§ **Material shown**

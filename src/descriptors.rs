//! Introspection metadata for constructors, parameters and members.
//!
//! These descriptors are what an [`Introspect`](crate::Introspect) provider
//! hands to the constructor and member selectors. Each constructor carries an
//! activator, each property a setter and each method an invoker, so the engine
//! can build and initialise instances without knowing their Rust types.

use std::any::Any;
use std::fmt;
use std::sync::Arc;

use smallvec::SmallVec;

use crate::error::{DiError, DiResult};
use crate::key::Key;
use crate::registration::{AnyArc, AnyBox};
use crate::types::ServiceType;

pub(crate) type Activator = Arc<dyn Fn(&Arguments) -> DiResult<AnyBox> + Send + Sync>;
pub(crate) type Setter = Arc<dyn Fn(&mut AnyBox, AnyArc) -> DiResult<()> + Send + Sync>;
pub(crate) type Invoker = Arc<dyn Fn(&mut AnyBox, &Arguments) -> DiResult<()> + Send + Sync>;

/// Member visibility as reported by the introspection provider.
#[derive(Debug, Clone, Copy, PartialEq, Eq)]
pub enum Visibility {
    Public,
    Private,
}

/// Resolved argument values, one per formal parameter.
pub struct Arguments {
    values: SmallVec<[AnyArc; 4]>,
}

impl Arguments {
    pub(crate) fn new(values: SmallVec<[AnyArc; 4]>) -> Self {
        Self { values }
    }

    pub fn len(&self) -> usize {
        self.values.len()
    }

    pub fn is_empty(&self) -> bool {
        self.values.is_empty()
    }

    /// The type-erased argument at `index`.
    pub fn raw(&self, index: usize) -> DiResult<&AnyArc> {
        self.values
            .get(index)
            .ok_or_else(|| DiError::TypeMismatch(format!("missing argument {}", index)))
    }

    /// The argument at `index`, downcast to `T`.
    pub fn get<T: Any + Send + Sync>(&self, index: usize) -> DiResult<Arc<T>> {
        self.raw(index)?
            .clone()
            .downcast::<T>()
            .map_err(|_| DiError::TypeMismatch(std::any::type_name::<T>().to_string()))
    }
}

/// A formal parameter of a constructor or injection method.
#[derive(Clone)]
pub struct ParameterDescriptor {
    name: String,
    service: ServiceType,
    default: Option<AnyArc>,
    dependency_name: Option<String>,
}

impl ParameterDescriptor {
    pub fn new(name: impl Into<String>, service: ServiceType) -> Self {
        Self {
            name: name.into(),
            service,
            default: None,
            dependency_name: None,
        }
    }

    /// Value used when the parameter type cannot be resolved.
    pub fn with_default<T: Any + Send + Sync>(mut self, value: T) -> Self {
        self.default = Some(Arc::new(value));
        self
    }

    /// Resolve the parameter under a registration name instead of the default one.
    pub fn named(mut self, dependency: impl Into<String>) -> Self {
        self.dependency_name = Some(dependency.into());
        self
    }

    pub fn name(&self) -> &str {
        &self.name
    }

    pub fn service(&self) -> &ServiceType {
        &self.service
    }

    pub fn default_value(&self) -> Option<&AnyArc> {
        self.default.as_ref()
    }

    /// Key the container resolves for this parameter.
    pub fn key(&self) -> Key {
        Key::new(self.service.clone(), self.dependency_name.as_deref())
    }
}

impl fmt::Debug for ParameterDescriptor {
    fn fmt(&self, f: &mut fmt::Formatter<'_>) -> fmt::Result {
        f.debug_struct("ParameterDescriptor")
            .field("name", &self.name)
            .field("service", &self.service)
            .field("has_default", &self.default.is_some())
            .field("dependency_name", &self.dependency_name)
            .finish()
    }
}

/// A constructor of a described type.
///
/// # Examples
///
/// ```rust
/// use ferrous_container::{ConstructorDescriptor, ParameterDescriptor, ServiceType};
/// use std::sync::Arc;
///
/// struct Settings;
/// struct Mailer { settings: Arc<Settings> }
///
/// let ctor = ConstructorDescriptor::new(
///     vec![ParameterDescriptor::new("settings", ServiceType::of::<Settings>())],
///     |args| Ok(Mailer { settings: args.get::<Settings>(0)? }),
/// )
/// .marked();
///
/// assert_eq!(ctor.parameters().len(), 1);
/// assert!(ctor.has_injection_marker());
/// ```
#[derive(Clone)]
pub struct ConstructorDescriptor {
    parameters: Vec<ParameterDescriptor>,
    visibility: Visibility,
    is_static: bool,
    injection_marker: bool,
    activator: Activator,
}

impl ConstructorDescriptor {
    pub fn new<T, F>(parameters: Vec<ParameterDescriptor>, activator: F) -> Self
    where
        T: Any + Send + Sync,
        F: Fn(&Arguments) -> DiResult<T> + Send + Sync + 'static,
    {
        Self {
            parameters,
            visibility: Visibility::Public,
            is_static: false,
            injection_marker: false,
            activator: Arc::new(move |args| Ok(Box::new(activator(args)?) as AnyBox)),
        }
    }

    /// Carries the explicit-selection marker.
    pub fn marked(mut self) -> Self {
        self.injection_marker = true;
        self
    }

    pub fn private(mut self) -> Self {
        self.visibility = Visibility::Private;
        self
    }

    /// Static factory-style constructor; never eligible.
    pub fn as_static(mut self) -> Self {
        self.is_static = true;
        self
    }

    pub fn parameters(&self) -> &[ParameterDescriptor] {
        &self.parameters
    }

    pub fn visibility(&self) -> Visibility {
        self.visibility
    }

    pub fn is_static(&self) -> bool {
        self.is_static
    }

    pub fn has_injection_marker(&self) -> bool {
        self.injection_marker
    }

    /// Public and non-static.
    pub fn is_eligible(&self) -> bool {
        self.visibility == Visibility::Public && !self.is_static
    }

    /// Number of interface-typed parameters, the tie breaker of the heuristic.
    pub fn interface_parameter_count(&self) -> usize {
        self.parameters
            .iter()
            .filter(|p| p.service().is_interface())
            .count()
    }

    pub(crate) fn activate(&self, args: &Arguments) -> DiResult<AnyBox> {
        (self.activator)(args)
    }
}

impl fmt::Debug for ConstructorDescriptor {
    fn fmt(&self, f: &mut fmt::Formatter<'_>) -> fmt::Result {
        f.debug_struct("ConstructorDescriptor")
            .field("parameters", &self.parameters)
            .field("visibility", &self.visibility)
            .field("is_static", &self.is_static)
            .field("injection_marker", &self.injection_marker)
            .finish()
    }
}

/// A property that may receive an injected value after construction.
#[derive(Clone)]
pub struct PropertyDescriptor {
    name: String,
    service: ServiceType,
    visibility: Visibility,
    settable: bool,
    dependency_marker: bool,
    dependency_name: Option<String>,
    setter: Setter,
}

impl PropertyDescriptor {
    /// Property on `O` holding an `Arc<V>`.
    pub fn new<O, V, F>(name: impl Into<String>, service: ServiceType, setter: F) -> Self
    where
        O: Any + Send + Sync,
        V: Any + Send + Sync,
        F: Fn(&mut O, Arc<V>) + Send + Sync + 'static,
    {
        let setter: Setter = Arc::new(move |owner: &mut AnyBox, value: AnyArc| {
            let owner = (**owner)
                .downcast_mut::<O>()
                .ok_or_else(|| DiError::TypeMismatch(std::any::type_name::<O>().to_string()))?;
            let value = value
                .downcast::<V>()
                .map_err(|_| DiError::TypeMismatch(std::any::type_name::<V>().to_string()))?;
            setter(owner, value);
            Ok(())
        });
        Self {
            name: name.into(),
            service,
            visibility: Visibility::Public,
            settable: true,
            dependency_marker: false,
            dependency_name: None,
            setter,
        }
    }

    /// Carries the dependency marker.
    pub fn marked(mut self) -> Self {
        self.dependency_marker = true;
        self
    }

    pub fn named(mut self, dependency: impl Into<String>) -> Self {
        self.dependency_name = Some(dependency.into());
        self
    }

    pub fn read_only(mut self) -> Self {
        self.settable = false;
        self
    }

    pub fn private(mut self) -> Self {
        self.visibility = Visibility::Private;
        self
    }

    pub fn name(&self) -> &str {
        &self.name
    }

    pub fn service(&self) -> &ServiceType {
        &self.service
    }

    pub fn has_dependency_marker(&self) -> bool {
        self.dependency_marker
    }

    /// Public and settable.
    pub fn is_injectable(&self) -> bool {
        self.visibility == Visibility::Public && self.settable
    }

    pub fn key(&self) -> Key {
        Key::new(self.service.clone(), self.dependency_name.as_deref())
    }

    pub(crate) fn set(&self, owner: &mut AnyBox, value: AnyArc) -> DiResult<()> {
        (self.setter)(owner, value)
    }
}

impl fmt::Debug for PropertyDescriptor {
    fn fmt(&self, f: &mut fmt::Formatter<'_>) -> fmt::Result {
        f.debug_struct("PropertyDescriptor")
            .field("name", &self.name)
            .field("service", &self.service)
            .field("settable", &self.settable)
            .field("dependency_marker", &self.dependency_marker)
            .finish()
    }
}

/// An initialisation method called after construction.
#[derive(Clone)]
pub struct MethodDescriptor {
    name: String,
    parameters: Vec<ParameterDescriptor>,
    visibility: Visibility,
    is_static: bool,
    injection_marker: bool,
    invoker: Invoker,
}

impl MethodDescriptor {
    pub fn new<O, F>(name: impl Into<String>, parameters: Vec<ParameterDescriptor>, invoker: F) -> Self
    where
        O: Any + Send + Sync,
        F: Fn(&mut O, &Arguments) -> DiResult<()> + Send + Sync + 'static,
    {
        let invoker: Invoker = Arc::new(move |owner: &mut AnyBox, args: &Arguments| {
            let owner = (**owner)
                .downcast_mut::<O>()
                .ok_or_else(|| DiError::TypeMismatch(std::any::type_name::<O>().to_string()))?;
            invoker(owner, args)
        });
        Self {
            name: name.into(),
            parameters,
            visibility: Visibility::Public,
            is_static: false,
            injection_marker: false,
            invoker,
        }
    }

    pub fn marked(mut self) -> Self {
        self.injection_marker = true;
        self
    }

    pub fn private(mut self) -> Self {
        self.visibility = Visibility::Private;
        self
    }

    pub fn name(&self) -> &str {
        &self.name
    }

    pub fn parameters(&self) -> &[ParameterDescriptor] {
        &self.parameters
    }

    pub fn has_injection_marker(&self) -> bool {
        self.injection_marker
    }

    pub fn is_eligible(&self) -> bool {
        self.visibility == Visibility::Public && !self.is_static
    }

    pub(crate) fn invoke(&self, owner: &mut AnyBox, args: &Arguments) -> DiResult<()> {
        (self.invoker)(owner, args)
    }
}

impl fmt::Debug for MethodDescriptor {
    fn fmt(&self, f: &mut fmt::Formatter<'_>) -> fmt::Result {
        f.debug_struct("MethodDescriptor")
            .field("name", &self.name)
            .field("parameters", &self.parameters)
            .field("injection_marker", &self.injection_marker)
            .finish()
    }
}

§ **Your goal**
Up to and including the line with "The argument at", repeat the data exactly, starting from its first line; nothing else belongs in the response.

§ **Response to the task**
filename src/descriptors.rs
//! Introspection metadata for constructors, parameters and members.
//!
//! These descriptors are what an [`Introspect`](crate::Introspect) provider
//! hands to the constructor and member selectors. Each constructor carries an
//! activator, each property a setter and each method an invoker, so the engine
//! can build and initialise instances without knowing their Rust types.

use std::any::Any;
use std::fmt;
use std::sync::Arc;

use smallvec::SmallVec;

use crate::error::{DiError, DiResult};
use crate::key::Key;
use crate::registration::{AnyArc, AnyBox};
use crate::types::ServiceType;

pub(crate) type Activator = Arc<dyn Fn(&Arguments) -> DiResult<AnyBox> + Send + Sync>;
pub(crate) type Setter = Arc<dyn Fn(&mut AnyBox, AnyArc) -> DiResult<()> + Send + Sync>;
pub(crate) type Invoker = Arc<dyn Fn(&mut AnyBox, &Arguments) -> DiResult<()> + Send + Sync>;

/// Member visibility as reported by the introspection provider.
#[derive(Debug, Clone, Copy, PartialEq, Eq)]
pub enum Visibility {
    Public,
    Private,
}

/// Resolved argument values, one per formal parameter.
pub struct Arguments {
    values: SmallVec<[AnyArc; 4]>,
}

impl Arguments {
    pub(crate) fn new(values: SmallVec<[AnyArc; 4]>) -> Self {
        Self { values }
    }

    pub fn len(&self) -> usize {
        self.values.len()
    }

    pub fn is_empty(&self) -> bool {
        self.values.is_empty()
    }

    /// The type-erased argument at `index`.
    pub fn raw(&self, index: usize) -> DiResult<&AnyArc> {
        self.values
            .get(index)
            .ok_or_else(|| DiError::TypeMismatch(format!("missing argument {}", index)))
    }

    /// The argument at `index`, downcast to `T`.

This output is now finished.